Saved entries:
______________________________
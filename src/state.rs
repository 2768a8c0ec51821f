//! Script execution state
//!
//! Holds the mutable per-session state: work directory, current directory,
//! environment, the last captured output, the log, and background jobs.
//! Built-in and user commands receive `&mut State`.

use std::path::{Path, PathBuf};
use std::time::Instant;
use crate::archive::Archive;
use crate::background::Jobs;
use crate::env::Environment;
use crate::error::ScriptError;

/// Upper bound on the in-memory log, in bytes.
const LOG_LIMIT: usize = 1 << 20;

/// Mutable state for a single script session
pub struct State {
    /// The session's work directory (`$WORK`)
    pub workdir: PathBuf,
    /// Current directory, changed by `cd`; initially `workdir`
    pub pwd: PathBuf,
    /// Environment snapshot
    pub env: Environment,
    /// Standard output of the last `exec` (or `wait`)
    pub stdout: String,
    /// Standard error of the last `exec` (or `wait`)
    pub stderr: String,
    /// Set by `stop`; no further lines run
    pub stopped: bool,
    /// 1-based number of the line being processed
    pub lineno: usize,
    /// Text of the line being processed
    pub line: String,
    /// When the session started
    pub start: Instant,
    /// Background jobs not yet harvested by `wait`
    pub background: Jobs,
    log: String,
}

impl State {
    /// Create a new State rooted at `workdir` with an empty environment
    pub fn new(workdir: PathBuf) -> Self {
        let pwd = workdir.clone();
        Self {
            workdir,
            pwd,
            env: Environment::new(),
            stdout: String::new(),
            stderr: String::new(),
            stopped: false,
            lineno: 0,
            line: String::new(),
            start: Instant::now(),
            background: Jobs::new(),
            log: String::new(),
        }
    }

    /// Value of an environment variable, empty if unset.
    pub fn getenv(&self, key: &str) -> &str {
        self.env.get(key)
    }

    /// Set an environment variable for the rest of the script.
    pub fn setenv(&mut self, key: &str, value: &str) {
        self.env.set(key, value);
    }

    /// Make `path` absolute, relative to the work directory.
    pub fn mkabs(&self, path: &str) -> PathBuf {
        let p = Path::new(path);
        if p.is_absolute() {
            clean_path(p)
        } else {
            clean_path(&self.workdir.join(p))
        }
    }

    /// Resolve `path` relative to the current directory.
    pub fn resolve_path(&self, path: &str) -> PathBuf {
        let p = Path::new(path);
        if p.is_absolute() {
            clean_path(p)
        } else {
            clean_path(&self.pwd.join(p))
        }
    }

    /// Change the current directory.
    pub fn chdir(&mut self, dir: &str) -> Result<(), ScriptError> {
        let target = self.resolve_path(dir);
        let meta = std::fs::metadata(&target).map_err(|e| {
            if e.kind() == std::io::ErrorKind::NotFound {
                ScriptError::environment(format!("directory {} does not exist", target.display()))
            } else {
                ScriptError::environment(format!("{}: {}", target.display(), e))
            }
        })?;
        if !meta.is_dir() {
            return Err(ScriptError::environment(format!(
                "{} is not a directory",
                target.display()
            )));
        }
        self.pwd = target;
        Ok(())
    }

    /// Read a file relative to the work directory.
    /// Line endings are normalized to LF.
    pub fn read_file(&self, name: &str) -> Result<String, ScriptError> {
        let path = self.mkabs(name);
        let content = std::fs::read_to_string(&path).map_err(|e| {
            ScriptError::new(crate::error::ErrorKind::Io, format!("{}: {}", name, e))
        })?;
        Ok(content.replace("\r\n", "\n"))
    }

    /// Run a program in the foreground exactly as the `exec` command does:
    /// looked up on the session's PATH, started in the current directory with
    /// the session's environment. Its output replaces `stdout` and `stderr`,
    /// and a non-zero exit or spawn failure is an error.
    pub fn exec(&mut self, program: &str, args: &[String]) -> Result<(), ScriptError> {
        let argv: Vec<String> = std::iter::once(program.to_string())
            .chain(args.iter().cloned())
            .collect();
        crate::commands::run_foreground(self, &argv, false)
    }

    /// Write the archive's files into the work directory, creating parents.
    /// Names that would land outside the work directory are rejected.
    pub fn extract_files(&self, archive: &Archive) -> Result<(), ScriptError> {
        for file in &archive.files {
            let path = self.mkabs(&file.name);
            if !path.starts_with(&self.workdir) {
                return Err(ScriptError::environment(format!(
                    "archive file {:?} escapes the work directory",
                    file.name
                )));
            }
            if let Some(parent) = path.parent() {
                std::fs::create_dir_all(parent).map_err(|e| {
                    ScriptError::environment(format!("mkdir {}: {}", parent.display(), e))
                })?;
            }
            std::fs::write(&path, &file.data).map_err(|e| {
                ScriptError::environment(format!("write {}: {}", path.display(), e))
            })?;
        }
        Ok(())
    }

    /// Write a log entry. The log keeps roughly the most recent `LOG_LIMIT` bytes.
    pub fn logf(&mut self, msg: &str) {
        self.log.push_str(msg);
        if !msg.ends_with('\n') {
            self.log.push('\n');
        }
        if self.log.len() > LOG_LIMIT {
            let mut cut = self.log.len() - LOG_LIMIT / 2;
            while !self.log.is_char_boundary(cut) {
                cut += 1;
            }
            self.log = format!("[log truncated]\n{}", &self.log[cut..]);
        }
    }

    /// The log so far.
    pub fn log(&self) -> &str {
        &self.log
    }

    /// Take the log, leaving it empty.
    pub fn take_log(&mut self) -> String {
        std::mem::take(&mut self.log)
    }
}

/// Clean a path by resolving `.` and `..` components lexically.
///
/// Unlike `canonicalize()`, this does not require the path to exist.
fn clean_path(path: &Path) -> PathBuf {
    use std::path::Component;

    let mut result = PathBuf::new();
    let mut depth = 0usize;
    for component in path.components() {
        match component {
            Component::Prefix(_) | Component::RootDir => {
                result.push(component);
                depth = 0;
            }
            Component::CurDir => {}
            Component::ParentDir => {
                if depth > 0 {
                    result.pop();
                    depth -= 1;
                } else if !result.has_root() {
                    result.push("..");
                }
            }
            Component::Normal(part) => {
                result.push(part);
                depth += 1;
            }
        }
    }
    if result.as_os_str().is_empty() {
        PathBuf::from(".")
    } else {
        result
    }
}

#[cfg(test)]
mod tests {
    use super::*;

    #[cfg(unix)]
    #[test]
    fn test_mkabs_is_relative_to_workdir() {
        let mut state = State::new(PathBuf::from("/work"));
        state.pwd = PathBuf::from("/work/sub");
        assert_eq!(state.mkabs("a/b.txt"), PathBuf::from("/work/a/b.txt"));
        assert_eq!(state.resolve_path("a"), PathBuf::from("/work/sub/a"));
    }

    #[cfg(unix)]
    #[test]
    fn test_exec_fills_output_buffers() {
        let tmp = tempfile::tempdir().unwrap();
        let mut state = State::new(tmp.path().to_path_buf());
        state.setenv("PATH", &std::env::var("PATH").unwrap_or_default());
        state.setenv("WHO", "session");
        state.exec("sh", &["-c".into(), "echo $WHO; echo oops >&2".into()]).unwrap();
        assert_eq!(state.stdout, "session\n");
        assert_eq!(state.stderr, "oops\n");

        let err = state.exec("false", &[]).unwrap_err();
        assert_eq!(err.kind, crate::error::ErrorKind::ProcessError);
        assert!(state.exec("definitely-not-a-program-xyz", &[]).is_err());
    }

    #[cfg(unix)]
    #[test]
    fn test_clean_path() {
        assert_eq!(clean_path(Path::new("/a/./b/../c")), PathBuf::from("/a/c"));
        assert_eq!(clean_path(Path::new("/../x")), PathBuf::from("/x"));
        assert_eq!(clean_path(Path::new("a/../..")), PathBuf::from(".."));
        assert_eq!(clean_path(Path::new("./")), PathBuf::from("."));
    }

    #[test]
    fn test_chdir() {
        let tmp = tempfile::tempdir().unwrap();
        std::fs::create_dir(tmp.path().join("sub")).unwrap();
        std::fs::write(tmp.path().join("file"), "x").unwrap();
        let mut state = State::new(tmp.path().to_path_buf());

        state.chdir("sub").unwrap();
        assert_eq!(state.pwd, tmp.path().join("sub"));

        let err = state.chdir("missing").unwrap_err();
        assert!(err.message.contains("does not exist"));

        state.chdir("..").unwrap();
        let err = state.chdir("file").unwrap_err();
        assert!(err.message.contains("is not a directory"));
    }

    #[test]
    fn test_extract_files_creates_parents() {
        let tmp = tempfile::tempdir().unwrap();
        let state = State::new(tmp.path().to_path_buf());
        let archive = crate::archive::Archive {
            comment: String::new(),
            files: vec![crate::archive::ArchiveFile {
                name: "a/b/c.txt".into(),
                data: b"hello".to_vec(),
            }],
        };
        state.extract_files(&archive).unwrap();
        assert_eq!(std::fs::read_to_string(tmp.path().join("a/b/c.txt")).unwrap(), "hello");
    }

    #[test]
    fn test_extract_files_rejects_escape() {
        let tmp = tempfile::tempdir().unwrap();
        let work = tmp.path().join("work");
        std::fs::create_dir(&work).unwrap();
        let state = State::new(work);
        let archive = crate::archive::Archive {
            comment: String::new(),
            files: vec![crate::archive::ArchiveFile {
                name: "../evil.txt".into(),
                data: Vec::new(),
            }],
        };
        assert!(state.extract_files(&archive).is_err());
        assert!(!tmp.path().join("evil.txt").exists());
    }

    #[test]
    fn test_log_is_bounded() {
        let mut state = State::new(PathBuf::from("/work"));
        let chunk = "x".repeat(1024);
        for _ in 0..(2 * 1024) {
            state.logf(&chunk);
        }
        assert!(state.log().len() <= LOG_LIMIT);
        assert!(state.log().starts_with("[log truncated]"));
        assert!(state.take_log().len() > 0);
        assert!(state.log().is_empty());
    }
}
______________________________
_WORK INSTRUCTIONS_. Find the lines in the entries above where "contains" occurs, and copy each of them.

_ANSWER TO THIS PROBLEM_.
        assert!(err.message.contains("does not exist"));
        assert!(err.message.contains("is not a directory"));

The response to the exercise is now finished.